◆ Work request ◆
Restrict the output to the lines below starting at the one that contains "- id: car-3" and ending at the one that contains "to open atomic", and restate them word for word, both ends included.

◆ Exercise data ◆

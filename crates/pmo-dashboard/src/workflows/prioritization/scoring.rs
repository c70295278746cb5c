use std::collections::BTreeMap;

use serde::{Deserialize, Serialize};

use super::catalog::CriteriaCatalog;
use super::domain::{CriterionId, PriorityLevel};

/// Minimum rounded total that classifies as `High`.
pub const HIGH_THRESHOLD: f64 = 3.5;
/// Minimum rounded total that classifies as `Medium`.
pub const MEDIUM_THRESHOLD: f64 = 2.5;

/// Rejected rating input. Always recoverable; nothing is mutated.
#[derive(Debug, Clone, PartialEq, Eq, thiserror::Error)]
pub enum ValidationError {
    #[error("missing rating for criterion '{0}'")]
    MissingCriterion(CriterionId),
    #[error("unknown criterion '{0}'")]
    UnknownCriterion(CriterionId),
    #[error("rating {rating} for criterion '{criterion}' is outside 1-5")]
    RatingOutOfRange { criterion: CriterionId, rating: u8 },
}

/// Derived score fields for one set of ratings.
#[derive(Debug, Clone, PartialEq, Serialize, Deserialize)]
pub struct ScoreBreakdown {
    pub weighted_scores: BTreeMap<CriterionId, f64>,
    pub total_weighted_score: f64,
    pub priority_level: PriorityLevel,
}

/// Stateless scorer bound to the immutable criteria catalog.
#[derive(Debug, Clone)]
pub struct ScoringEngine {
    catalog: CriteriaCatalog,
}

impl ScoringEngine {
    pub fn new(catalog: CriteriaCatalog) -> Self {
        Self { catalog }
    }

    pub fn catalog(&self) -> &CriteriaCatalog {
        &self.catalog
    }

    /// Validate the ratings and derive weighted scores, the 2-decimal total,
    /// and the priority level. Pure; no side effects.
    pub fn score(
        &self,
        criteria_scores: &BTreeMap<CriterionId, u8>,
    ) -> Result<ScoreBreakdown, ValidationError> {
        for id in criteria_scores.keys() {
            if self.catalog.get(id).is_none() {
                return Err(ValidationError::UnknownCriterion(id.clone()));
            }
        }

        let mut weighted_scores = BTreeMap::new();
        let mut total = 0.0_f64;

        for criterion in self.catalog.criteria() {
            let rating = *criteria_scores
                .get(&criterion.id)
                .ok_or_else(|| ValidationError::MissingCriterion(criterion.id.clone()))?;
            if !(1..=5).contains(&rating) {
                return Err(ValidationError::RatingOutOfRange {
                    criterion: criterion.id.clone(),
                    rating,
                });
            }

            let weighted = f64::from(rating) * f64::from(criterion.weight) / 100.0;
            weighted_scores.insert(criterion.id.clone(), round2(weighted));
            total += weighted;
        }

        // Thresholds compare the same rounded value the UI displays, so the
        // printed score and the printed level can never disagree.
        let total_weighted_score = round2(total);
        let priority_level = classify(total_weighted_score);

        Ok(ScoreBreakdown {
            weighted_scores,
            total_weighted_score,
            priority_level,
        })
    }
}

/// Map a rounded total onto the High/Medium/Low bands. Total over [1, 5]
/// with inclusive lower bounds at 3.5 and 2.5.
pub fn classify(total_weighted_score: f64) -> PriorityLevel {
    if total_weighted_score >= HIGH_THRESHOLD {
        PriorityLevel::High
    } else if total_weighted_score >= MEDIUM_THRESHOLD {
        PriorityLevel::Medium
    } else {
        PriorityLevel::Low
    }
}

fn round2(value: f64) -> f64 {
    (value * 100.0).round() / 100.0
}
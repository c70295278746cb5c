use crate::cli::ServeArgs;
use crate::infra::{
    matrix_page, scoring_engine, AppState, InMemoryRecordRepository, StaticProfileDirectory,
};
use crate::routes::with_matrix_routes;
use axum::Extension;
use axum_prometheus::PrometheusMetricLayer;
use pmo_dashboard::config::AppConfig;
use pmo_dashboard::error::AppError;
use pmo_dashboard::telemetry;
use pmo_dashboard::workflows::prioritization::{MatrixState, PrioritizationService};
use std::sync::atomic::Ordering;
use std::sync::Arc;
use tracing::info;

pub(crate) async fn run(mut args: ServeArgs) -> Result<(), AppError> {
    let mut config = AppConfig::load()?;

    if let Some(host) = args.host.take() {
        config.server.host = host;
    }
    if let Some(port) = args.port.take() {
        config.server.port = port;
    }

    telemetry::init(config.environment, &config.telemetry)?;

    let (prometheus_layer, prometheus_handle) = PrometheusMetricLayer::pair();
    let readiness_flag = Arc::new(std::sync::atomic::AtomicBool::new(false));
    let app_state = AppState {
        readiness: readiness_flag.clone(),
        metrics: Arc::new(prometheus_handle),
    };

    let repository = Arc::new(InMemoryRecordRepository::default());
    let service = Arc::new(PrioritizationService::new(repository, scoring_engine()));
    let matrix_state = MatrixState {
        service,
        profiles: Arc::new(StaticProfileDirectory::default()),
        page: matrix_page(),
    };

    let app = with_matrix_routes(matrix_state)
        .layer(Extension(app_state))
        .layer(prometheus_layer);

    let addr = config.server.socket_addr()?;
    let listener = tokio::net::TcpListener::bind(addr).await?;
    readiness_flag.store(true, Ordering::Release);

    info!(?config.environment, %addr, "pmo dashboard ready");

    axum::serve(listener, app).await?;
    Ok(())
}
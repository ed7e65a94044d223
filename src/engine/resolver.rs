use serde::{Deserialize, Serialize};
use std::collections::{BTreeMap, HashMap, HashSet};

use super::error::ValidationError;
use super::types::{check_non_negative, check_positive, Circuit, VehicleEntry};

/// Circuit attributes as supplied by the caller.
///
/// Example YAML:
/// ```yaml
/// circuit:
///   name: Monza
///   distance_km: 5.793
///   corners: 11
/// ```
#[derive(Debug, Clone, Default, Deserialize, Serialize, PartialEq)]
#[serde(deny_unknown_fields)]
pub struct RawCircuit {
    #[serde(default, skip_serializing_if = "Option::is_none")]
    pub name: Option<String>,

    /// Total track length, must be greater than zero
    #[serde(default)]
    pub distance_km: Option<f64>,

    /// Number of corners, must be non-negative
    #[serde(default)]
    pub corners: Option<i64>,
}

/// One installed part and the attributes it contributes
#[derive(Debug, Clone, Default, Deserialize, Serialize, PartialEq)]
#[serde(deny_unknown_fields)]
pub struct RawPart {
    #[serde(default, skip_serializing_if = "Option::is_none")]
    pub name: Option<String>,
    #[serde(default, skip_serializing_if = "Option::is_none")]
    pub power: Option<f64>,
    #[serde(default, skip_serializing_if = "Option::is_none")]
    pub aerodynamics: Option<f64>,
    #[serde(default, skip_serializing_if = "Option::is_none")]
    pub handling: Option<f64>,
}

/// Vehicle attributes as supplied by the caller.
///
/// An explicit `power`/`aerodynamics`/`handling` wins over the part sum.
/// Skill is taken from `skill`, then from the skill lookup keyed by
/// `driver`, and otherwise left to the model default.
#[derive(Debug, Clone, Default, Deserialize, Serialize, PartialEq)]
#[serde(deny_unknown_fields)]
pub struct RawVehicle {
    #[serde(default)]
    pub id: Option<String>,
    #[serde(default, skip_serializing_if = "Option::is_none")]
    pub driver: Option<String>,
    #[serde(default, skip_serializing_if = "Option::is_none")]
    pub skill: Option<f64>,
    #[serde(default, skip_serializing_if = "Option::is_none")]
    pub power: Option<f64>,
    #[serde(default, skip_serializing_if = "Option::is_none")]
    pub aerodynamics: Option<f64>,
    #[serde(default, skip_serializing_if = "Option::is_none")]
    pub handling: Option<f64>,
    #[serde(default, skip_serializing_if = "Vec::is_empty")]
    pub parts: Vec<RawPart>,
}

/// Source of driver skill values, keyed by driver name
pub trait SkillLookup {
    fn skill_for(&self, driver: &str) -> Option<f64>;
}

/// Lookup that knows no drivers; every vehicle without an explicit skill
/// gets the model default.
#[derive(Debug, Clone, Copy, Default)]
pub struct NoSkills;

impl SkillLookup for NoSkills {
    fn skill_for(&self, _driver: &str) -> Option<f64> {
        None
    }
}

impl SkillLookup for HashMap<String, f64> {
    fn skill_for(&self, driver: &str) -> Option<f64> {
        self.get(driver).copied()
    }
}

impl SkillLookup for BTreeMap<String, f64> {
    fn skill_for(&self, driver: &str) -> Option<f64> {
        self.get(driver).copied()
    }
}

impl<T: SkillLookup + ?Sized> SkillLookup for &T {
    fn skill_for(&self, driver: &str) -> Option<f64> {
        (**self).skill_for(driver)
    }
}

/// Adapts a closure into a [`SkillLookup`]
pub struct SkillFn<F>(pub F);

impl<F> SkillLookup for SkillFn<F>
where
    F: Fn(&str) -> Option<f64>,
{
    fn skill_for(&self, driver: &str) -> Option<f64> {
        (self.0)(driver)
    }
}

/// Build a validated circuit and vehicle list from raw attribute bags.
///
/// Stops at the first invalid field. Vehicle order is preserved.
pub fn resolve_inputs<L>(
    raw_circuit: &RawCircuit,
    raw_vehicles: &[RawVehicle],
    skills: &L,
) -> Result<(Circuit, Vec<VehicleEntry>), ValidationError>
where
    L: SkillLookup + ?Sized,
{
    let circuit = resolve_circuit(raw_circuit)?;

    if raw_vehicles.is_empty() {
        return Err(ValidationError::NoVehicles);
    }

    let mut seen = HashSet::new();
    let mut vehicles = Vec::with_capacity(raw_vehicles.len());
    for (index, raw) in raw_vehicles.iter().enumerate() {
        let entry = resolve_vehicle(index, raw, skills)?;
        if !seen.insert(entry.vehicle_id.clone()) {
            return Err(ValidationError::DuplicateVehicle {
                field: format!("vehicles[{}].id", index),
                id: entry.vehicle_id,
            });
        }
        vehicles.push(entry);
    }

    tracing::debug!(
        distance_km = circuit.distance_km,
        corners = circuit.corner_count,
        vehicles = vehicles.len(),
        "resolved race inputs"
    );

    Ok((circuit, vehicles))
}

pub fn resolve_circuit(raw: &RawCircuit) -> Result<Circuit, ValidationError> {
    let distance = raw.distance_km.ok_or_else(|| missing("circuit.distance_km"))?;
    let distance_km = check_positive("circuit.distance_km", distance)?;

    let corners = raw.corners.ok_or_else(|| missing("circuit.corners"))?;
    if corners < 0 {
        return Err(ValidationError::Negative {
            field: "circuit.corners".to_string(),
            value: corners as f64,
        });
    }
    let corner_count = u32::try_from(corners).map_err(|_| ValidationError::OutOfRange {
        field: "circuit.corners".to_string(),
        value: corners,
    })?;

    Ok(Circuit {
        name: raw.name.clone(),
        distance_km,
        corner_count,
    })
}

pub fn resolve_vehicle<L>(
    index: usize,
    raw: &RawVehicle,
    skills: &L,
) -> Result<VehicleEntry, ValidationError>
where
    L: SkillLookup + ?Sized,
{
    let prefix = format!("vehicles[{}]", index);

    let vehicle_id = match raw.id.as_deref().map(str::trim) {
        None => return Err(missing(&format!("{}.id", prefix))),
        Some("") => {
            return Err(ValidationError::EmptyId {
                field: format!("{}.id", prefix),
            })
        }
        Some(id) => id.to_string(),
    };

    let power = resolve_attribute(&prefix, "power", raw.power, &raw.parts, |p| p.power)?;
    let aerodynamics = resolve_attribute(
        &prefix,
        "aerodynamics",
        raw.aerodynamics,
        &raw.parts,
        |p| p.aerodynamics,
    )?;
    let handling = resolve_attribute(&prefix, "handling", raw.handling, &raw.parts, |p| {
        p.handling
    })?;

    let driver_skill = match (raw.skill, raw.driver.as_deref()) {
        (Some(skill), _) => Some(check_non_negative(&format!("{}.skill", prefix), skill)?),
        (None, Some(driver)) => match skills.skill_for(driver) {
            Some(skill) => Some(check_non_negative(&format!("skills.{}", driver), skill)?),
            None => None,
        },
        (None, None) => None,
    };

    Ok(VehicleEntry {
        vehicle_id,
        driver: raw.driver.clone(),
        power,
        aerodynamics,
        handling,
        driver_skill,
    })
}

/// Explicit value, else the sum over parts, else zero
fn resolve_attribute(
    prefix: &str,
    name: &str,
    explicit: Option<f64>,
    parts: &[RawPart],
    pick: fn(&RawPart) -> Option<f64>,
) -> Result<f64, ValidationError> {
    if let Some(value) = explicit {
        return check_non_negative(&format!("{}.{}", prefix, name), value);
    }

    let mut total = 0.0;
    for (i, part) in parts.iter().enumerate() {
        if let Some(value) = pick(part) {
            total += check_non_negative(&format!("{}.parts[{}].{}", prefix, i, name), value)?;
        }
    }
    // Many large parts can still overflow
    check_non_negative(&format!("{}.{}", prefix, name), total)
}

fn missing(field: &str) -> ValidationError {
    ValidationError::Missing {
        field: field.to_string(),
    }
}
---
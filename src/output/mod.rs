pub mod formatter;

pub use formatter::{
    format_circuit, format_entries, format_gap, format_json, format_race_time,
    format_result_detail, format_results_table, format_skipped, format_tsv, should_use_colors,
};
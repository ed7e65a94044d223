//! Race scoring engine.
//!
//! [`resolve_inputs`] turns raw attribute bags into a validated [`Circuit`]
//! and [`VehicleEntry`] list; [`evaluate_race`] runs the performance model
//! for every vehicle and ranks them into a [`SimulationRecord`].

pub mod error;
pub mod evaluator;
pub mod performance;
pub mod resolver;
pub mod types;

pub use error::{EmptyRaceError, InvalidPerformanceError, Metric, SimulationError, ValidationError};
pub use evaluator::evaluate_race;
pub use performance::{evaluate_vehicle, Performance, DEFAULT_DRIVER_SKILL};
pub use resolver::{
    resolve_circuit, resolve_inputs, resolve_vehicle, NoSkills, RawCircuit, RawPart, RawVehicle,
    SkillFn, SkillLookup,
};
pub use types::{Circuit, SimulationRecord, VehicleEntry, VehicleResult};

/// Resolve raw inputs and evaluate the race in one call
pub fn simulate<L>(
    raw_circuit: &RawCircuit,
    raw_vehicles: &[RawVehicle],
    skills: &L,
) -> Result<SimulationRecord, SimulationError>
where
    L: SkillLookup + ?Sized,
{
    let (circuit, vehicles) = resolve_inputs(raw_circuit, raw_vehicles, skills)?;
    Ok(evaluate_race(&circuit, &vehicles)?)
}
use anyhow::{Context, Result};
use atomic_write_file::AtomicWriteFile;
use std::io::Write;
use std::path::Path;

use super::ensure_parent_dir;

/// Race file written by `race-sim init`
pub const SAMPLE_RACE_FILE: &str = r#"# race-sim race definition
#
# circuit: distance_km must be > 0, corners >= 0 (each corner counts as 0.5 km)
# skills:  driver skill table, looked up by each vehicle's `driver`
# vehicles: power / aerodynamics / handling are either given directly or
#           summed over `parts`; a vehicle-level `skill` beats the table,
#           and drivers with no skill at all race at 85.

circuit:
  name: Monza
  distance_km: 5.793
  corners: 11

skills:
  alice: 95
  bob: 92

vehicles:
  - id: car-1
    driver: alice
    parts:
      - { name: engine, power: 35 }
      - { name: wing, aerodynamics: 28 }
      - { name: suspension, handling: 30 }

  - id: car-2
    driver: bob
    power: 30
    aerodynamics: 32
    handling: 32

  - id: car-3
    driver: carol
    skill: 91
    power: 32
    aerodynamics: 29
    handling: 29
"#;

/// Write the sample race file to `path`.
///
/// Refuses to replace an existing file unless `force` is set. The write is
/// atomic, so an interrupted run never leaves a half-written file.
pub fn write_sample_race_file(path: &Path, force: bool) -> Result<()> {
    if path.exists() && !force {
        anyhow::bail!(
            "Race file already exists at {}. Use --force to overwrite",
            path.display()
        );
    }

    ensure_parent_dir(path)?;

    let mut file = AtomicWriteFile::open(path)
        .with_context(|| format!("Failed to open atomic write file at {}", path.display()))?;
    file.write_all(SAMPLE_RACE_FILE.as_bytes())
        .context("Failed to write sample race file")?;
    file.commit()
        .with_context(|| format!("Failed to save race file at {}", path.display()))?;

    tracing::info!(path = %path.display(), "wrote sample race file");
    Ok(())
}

◆ Response area ◆
  - id: car-3
    driver: carol
    skill: 91
    power: 32
    aerodynamics: 29
    handling: 29
"#;

/// Write the sample race file to `path`.
///
/// Refuses to replace an existing file unless `force` is set. The write is
/// atomic, so an interrupted run never leaves a half-written file.
pub fn write_sample_race_file(path: &Path, force: bool) -> Result<()> {
    if path.exists() && !force {
        anyhow::bail!(
            "Race file already exists at {}. Use --force to overwrite",
            path.display()
        );
    }

    ensure_parent_dir(path)?;

    let mut file = AtomicWriteFile::open(path)
        .with_context(|| format!("Failed to open atomic write file at {}", path.display()))?;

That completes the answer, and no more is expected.